═════ Supplied data ═════

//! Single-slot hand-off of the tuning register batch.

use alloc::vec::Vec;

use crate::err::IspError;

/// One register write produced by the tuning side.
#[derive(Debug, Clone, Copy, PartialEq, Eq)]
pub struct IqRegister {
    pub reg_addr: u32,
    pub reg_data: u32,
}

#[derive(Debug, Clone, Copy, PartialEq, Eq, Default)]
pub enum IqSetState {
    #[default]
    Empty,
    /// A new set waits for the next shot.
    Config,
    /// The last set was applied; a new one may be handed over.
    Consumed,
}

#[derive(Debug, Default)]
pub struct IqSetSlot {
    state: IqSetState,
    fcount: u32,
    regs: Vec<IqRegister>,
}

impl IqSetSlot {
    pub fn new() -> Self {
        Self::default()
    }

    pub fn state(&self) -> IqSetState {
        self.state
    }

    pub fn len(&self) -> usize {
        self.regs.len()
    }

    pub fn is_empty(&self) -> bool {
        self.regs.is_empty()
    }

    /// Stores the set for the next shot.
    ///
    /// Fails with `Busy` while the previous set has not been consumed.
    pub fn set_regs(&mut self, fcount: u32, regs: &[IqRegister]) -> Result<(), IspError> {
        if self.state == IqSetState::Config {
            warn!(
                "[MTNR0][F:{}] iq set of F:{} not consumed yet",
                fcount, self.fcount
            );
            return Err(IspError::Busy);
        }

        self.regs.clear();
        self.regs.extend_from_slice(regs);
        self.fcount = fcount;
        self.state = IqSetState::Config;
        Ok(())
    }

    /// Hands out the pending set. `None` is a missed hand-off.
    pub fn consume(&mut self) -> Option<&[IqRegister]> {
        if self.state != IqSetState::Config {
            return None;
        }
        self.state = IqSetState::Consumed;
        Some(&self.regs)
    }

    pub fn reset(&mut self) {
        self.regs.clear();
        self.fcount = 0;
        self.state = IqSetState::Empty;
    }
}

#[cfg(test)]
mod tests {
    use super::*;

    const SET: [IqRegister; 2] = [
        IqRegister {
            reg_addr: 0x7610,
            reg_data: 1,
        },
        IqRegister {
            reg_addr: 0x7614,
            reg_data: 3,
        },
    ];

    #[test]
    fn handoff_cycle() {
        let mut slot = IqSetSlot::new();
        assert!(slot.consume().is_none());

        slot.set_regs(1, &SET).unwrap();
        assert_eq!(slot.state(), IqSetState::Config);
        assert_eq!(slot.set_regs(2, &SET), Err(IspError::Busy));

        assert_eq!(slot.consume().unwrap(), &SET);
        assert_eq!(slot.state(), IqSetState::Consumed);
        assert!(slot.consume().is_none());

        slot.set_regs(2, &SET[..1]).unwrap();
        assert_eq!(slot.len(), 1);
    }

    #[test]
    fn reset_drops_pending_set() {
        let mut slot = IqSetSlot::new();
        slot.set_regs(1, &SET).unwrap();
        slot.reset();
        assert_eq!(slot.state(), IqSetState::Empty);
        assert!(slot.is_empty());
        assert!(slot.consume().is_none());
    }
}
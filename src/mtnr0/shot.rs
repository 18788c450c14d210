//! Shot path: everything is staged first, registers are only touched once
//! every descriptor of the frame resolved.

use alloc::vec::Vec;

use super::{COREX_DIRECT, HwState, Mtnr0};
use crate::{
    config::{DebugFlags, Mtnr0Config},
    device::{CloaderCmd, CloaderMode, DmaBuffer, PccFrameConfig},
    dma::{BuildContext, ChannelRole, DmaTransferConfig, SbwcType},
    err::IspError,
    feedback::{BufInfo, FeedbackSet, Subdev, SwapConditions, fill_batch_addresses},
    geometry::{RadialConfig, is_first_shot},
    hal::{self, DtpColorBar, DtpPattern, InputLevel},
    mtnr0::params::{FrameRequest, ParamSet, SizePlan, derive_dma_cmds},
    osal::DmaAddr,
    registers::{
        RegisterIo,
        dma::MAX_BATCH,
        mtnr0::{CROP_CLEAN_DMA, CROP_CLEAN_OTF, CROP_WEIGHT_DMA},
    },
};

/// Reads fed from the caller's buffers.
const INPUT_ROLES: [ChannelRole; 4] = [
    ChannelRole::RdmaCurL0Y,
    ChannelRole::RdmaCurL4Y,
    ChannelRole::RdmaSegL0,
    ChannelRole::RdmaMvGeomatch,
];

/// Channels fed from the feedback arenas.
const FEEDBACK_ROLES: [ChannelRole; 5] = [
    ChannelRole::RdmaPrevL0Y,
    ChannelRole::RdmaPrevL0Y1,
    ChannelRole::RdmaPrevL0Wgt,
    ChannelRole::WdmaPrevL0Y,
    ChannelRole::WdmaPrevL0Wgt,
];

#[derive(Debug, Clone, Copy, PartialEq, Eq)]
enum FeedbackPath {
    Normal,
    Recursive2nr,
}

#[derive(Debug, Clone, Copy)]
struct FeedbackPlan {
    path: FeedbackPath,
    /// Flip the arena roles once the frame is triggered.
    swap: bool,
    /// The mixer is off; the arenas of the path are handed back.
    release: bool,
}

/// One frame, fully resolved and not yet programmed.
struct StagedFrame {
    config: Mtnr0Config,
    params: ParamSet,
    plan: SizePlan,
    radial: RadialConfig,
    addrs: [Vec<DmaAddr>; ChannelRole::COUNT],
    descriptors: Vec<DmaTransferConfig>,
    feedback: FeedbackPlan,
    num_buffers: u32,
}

═════

Problem details - Which lines in the data above hold the string "IqSetSlot"? Show each one.

Task solution -
pub struct IqSetSlot {
impl IqSetSlot {
        let mut slot = IqSetSlot::new();
        let mut slot = IqSetSlot::new();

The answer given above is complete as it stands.